YOUR ASSIGNMENT: Search the records below for the word "received". Copy each line where it occurs.

Saved entries
=====
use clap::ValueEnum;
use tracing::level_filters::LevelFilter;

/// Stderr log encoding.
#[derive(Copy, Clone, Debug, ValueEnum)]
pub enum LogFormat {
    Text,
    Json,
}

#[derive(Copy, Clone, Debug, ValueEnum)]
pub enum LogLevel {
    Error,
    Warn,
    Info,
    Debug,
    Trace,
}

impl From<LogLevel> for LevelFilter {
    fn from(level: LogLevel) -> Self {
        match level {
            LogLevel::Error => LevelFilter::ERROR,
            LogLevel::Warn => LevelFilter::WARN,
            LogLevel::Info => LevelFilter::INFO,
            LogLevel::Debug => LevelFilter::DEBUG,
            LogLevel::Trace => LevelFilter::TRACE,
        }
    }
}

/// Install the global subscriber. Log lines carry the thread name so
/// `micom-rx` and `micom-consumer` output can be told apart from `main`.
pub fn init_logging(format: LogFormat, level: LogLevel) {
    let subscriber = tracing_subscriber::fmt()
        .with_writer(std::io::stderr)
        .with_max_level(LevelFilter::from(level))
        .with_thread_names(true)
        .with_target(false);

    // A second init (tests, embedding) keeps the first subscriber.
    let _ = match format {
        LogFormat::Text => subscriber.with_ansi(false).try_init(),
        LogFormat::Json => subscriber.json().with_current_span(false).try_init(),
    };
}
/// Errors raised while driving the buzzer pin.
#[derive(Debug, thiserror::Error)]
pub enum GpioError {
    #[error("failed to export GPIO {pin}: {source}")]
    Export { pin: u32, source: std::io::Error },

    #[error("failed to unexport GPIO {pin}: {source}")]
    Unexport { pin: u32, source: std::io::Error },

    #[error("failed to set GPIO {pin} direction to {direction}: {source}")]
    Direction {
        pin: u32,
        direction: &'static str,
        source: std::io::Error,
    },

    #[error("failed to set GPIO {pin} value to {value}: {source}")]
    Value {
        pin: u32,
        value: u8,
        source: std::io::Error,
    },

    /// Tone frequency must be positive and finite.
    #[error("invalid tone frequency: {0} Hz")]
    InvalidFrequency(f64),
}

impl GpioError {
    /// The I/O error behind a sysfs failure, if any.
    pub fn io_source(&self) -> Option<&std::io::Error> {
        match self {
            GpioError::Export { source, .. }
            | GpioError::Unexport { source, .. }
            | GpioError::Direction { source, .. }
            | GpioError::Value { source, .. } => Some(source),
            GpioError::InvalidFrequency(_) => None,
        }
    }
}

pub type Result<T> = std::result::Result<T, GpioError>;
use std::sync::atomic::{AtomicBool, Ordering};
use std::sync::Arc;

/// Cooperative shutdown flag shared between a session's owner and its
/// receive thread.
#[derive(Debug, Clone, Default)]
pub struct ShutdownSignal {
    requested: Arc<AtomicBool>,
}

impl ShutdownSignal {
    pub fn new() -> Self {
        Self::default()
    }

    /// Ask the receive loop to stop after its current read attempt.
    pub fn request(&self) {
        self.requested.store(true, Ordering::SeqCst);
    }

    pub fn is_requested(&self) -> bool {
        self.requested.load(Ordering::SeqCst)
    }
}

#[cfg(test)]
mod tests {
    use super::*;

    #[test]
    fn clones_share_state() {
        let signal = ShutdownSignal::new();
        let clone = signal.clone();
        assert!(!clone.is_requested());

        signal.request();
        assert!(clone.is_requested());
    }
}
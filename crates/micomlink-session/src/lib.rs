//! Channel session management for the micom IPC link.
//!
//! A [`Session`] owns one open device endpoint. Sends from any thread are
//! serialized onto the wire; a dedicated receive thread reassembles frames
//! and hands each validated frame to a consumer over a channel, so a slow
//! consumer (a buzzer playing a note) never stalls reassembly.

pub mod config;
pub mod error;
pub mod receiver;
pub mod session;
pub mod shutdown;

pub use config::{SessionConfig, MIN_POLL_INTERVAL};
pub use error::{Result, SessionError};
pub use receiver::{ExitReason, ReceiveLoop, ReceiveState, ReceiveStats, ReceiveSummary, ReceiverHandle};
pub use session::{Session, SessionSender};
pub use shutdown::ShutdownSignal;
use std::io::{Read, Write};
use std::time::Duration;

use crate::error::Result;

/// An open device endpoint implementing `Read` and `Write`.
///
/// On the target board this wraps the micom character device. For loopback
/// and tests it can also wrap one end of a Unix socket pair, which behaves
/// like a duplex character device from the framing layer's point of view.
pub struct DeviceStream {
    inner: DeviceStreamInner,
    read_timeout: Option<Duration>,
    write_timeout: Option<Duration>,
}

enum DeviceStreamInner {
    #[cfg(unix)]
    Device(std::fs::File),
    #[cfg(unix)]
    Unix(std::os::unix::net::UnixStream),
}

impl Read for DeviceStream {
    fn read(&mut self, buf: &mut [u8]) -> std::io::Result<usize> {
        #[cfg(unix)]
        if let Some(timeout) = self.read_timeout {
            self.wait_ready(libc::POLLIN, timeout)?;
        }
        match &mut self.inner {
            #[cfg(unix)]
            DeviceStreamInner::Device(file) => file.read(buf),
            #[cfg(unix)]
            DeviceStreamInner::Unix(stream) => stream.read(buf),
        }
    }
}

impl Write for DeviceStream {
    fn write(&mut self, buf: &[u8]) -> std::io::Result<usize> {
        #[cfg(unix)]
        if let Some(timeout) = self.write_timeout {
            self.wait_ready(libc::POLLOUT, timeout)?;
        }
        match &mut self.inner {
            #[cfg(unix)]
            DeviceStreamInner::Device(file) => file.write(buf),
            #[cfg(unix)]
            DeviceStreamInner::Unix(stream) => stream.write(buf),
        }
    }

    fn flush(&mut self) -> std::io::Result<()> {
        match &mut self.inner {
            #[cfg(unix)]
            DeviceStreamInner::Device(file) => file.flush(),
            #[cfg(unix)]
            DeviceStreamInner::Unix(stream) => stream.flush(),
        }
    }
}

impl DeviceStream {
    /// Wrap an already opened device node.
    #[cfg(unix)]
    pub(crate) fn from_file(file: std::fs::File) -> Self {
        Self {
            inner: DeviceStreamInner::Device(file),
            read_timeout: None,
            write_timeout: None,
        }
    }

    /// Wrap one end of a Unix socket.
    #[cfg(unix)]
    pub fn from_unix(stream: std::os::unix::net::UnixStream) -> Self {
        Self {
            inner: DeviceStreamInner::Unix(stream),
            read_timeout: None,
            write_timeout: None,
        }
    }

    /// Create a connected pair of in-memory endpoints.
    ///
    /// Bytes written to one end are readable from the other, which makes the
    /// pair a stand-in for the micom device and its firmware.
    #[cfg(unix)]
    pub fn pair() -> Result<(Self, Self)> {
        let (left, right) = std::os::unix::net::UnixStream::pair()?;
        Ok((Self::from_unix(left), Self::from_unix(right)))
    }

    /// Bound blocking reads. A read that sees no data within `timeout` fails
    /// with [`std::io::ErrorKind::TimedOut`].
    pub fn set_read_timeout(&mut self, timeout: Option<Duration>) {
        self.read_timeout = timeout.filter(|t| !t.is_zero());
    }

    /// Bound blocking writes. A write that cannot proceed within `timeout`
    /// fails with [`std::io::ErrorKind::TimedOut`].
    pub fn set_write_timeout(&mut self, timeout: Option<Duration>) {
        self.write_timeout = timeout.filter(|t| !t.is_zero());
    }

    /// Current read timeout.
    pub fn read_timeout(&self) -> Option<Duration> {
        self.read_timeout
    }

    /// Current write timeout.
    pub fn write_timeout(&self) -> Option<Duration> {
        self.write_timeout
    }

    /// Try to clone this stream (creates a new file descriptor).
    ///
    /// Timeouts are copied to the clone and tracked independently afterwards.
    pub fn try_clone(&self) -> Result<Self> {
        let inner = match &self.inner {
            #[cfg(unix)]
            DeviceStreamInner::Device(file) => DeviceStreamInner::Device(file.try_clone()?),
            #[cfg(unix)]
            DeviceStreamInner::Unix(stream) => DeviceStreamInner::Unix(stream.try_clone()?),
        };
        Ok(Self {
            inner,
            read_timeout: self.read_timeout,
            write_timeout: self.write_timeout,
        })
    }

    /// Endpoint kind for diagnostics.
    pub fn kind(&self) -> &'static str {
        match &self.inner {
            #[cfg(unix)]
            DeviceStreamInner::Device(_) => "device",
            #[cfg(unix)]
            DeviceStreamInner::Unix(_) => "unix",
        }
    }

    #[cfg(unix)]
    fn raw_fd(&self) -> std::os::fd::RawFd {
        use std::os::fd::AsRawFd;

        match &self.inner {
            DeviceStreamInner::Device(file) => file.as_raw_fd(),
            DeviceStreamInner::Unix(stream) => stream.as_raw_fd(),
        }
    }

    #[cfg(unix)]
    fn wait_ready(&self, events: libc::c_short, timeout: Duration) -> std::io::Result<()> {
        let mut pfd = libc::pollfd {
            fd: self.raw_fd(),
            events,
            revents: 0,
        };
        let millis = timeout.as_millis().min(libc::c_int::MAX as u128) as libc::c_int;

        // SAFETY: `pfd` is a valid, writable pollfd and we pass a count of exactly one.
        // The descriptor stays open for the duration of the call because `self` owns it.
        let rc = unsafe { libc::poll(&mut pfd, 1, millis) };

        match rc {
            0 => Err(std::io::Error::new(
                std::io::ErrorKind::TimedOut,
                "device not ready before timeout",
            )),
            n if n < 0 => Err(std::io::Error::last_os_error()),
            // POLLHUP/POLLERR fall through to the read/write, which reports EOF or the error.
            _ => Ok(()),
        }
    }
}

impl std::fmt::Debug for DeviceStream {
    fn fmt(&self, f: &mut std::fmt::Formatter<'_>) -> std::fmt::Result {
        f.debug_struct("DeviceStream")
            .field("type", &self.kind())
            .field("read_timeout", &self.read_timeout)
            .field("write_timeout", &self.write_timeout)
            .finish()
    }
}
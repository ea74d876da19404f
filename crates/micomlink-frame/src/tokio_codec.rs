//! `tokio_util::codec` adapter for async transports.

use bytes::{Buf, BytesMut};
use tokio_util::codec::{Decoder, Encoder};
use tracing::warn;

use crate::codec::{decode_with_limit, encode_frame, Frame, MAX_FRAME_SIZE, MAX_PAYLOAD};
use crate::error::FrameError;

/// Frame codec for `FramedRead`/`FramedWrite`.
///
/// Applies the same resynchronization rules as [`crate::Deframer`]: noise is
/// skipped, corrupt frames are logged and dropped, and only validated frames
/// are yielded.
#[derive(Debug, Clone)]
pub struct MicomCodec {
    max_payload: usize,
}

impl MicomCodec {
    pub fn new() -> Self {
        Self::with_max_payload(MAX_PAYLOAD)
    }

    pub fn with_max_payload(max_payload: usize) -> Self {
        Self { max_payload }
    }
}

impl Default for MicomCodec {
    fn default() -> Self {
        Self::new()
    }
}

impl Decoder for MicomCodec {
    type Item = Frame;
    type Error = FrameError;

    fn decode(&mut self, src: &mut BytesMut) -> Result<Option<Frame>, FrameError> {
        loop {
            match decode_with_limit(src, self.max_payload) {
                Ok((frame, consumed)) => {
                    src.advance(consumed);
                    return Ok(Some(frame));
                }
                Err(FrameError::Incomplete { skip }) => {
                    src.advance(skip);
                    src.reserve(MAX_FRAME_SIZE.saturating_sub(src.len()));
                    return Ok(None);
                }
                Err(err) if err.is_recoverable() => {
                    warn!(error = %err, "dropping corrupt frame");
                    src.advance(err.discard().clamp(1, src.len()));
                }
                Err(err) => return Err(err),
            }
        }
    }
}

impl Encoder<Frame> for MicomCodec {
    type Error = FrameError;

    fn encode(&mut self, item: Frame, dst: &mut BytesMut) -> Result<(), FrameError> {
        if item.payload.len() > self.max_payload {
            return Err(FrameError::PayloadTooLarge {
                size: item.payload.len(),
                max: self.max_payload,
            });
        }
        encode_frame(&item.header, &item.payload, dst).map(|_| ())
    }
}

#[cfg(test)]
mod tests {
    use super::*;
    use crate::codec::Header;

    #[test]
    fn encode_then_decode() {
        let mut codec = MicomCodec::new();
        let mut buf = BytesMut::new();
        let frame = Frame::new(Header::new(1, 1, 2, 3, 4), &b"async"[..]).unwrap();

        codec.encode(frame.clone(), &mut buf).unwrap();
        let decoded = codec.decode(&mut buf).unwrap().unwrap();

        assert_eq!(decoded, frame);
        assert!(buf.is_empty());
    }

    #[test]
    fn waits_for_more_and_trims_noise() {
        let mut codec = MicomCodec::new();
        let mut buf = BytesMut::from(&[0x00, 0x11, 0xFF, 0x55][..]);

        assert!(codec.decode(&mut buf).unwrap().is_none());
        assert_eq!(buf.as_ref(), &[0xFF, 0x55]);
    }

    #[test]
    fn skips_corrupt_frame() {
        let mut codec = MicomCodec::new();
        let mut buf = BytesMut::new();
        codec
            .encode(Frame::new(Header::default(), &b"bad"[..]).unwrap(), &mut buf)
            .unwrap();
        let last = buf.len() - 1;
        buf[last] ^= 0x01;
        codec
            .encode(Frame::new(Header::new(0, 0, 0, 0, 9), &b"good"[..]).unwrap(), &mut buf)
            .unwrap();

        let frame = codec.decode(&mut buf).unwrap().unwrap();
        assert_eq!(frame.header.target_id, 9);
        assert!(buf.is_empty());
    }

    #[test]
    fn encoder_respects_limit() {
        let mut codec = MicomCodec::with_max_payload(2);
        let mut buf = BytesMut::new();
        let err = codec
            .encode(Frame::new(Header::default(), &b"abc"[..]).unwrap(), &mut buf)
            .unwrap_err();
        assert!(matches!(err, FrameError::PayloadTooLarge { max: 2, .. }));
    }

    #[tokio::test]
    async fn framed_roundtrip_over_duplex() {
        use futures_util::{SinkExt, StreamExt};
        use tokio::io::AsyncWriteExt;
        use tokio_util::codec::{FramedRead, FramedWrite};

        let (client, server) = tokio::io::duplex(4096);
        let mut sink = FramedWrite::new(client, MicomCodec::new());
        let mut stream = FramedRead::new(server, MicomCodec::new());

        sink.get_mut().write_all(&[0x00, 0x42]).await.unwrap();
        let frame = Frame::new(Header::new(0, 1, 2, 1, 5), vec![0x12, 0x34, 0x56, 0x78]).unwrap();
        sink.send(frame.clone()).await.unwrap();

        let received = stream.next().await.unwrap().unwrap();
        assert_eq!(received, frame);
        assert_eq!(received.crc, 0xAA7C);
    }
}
=====
WRITTEN SOLUTION:
        let received = stream.next().await.unwrap().unwrap();
        assert_eq!(received, frame);
        assert_eq!(received.crc, 0xAA7C);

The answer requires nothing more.